La mère souffrait apparemment d’arachnophobie depuis la petite enfance. Deux ans avant sa grossesse, elle a commencé à surutiliser de la perméthrine aérosolisée. Depuis, elle vivait seule. Les gens évitaient de lui rendre visite à cause de l’odeur pénétrante dans sa maison. La perméthrine est un insecticide domestique largement utilisé qui protège contre les anophèles vecteurs du paludisme.7,8 Il est également connu pour être un médicament efficace contre la gale et la capite pédiculose du pou de tête.9,10 Comparé à d’autres médicaments, il est considéré comme sûr et son utilisation topique est recommandée même pour les nouveau-nés atteints de gale.11 Cependant, il a été lié à la génération d’aberrations chromosomiques dans les cellules de la moelle osseuse de souris et de lésions de l’ADN dans les lymphocytes humains.12-14 Nous avons donc émis l’hypothèse que la perméthrine traversait le placenta de la femme enceinte et affectait les cellules précurseurs hématopoïétiques du fœtus en développement, entraînant une leucémogenèse. Nous avons donc essayé de générer les réarrangements au sein de l’oncogène MLL in vitro en exposant des cellules BV173 à de la perméthrine de 50 µM. Après 24 heures d’exposition, les cellules BV173 traitées à la perméthrine ont montré un réarrangement clair de la MLL, alors que les cellules non traitées ont montré le gène MLL de type sauvage uniquement (figure 1B ci-dessus). Par conséquent, nous recommandons fortement une grande prudence dans l’utilisation de la perméthrine pendant la grossesse. Même si des conclusions définitives ne peuvent être tirées d’un seul cas isolé, nos données suggèrent fortement que la perméthrine peut avoir des effets secondaires graves lorsque des cellules précurseurs hématopoïétiques fœtales sont exposées in utero. Dans le même ordre d’idées, un rapport récent d’une collaboration multinationale a indiqué que l’utilisation de médicaments mosquitocides pendant la grossesse est significativement associée à la leucémie infantile.4 Il est particulièrement intéressant de noter que les auteurs ont constaté cette association uniquement pour les cas réarrangés MLL et non pour les cas de lignée germinale MLL. Cela soutient fortement le biais de sélection dans leur étude cas-témoins et soutient l’hypothèse selon laquelle l’exposition in utero provoque les réarrangements de la MLL.

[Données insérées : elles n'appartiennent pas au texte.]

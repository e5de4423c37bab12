// Wire types for the plugin's /api/v1 endpoints.

use secrecy::{ExposeSecret, SecretString};
use serde::ser::SerializeStruct;
use serde::{Deserialize, Serialize, Serializer};

/// Shown when a test-connection reply carries neither `message` nor `error`.
pub const NO_DETAILS_MESSAGE: &str = "No details provided by the server";

/// Exchange account credentials as entered in the settings dialog.
///
/// The password lives in a [`SecretString`]: `Debug` redacts it, and it is
/// exposed only at the serialization boundary when a request body is
/// built. `domain` may be empty.
#[derive(Clone)]
pub struct Credentials {
    pub username: String,
    pub password: SecretString,
    pub domain: String,
}

impl Credentials {
    pub fn new(
        username: impl Into<String>,
        password: impl Into<String>,
        domain: impl Into<String>,
    ) -> Self {
        Self {
            username: username.into(),
            password: SecretString::from(password.into()),
            domain: domain.into(),
        }
    }

    /// Whether the mandatory fields are filled in: a non-blank username
    /// and a non-empty password. The domain is optional.
    pub fn is_complete(&self) -> bool {
        !self.username.trim().is_empty() && !self.password.expose_secret().is_empty()
    }
}

impl std::fmt::Debug for Credentials {
    fn fmt(&self, f: &mut std::fmt::Formatter<'_>) -> std::fmt::Result {
        f.debug_struct("Credentials")
            .field("username", &self.username)
            .field("password", &"[REDACTED]")
            .field("domain", &self.domain)
            .finish()
    }
}

impl Serialize for Credentials {
    fn serialize<S: Serializer>(&self, serializer: S) -> Result<S::Ok, S::Error> {
        let mut state = serializer.serialize_struct("Credentials", 3)?;
        state.serialize_field("username", &self.username)?;
        state.serialize_field("password", self.password.expose_secret())?;
        state.serialize_field("domain", &self.domain)?;
        state.end()
    }
}

/// Outcome of a connection test or credential save, as shown to the user.
#[derive(Debug, Clone, PartialEq, Eq, Serialize, Deserialize)]
pub struct ConnectionTestResult {
    pub success: bool,
    pub message: String,
}

impl ConnectionTestResult {
    pub fn ok(message: impl Into<String>) -> Self {
        Self {
            success: true,
            message: message.into(),
        }
    }

    pub fn failure(message: impl Into<String>) -> Self {
        Self {
            success: false,
            message: message.into(),
        }
    }
}

/// Lenient wire form of a test-connection reply.
///
/// The server normally writes `{success, message}`, but any subset of
/// fields is accepted; [`Self::into_result`] applies the documented
/// fallbacks (`error` stands in for a missing `message`, then the fixed
/// default).
#[derive(Debug, Deserialize)]
pub(crate) struct RawTestResponse {
    pub success: Option<bool>,
    pub message: Option<String>,
    pub error: Option<String>,
}

impl RawTestResponse {
    pub(crate) fn into_result(self) -> ConnectionTestResult {
        ConnectionTestResult {
            success: self.success.unwrap_or(false),
            message: self
                .message
                .or(self.error)
                .unwrap_or_else(|| NO_DETAILS_MESSAGE.to_string()),
        }
    }
}

/// A calendar entry from the connected Exchange account.
///
/// `start`/`end` are the server's ISO-8601 strings, passed through
/// untouched.
#[derive(Debug, Clone, PartialEq, Eq, Serialize, Deserialize)]
pub struct CalendarEvent {
    pub id: String,
    pub subject: String,
    pub start: String,
    pub end: String,
    #[serde(default)]
    pub location: String,
    #[serde(default)]
    pub organizer: String,
    #[serde(default)]
    pub is_all_day: bool,
    #[serde(default)]
    pub is_meeting: bool,
    #[serde(default)]
    pub status: String,
}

Enfin, la mère dans notre cas a été traitée avec succès pour arachnophobie par psychothérapie. Deux ans plus tard, elle a donné naissance à un garçon né à terme en bonne santé qui n’avait aucun signe clinique de leucémie et qui est toujours en bonne santé à l’âge de 13 mois.
REMERCIEMENTS
L’assistance technique experte de Claudia Keller et Stefanie Garkisch est très reconnaissante. Nous remercions Jochen Harbott, Giessen, Allemagne, de nous avoir fourni les données cytogénétiques. Les données immunophénotypiques ont été gracieusement fournies par W-D Ludwig, Centre de cancérologie Robert Rössle, Université Humboldt, Berlin, Allemagne. Les études moléculaires ont été soutenues par la Fondation allemande contre le cancer (subvention 10-1658-Bo2).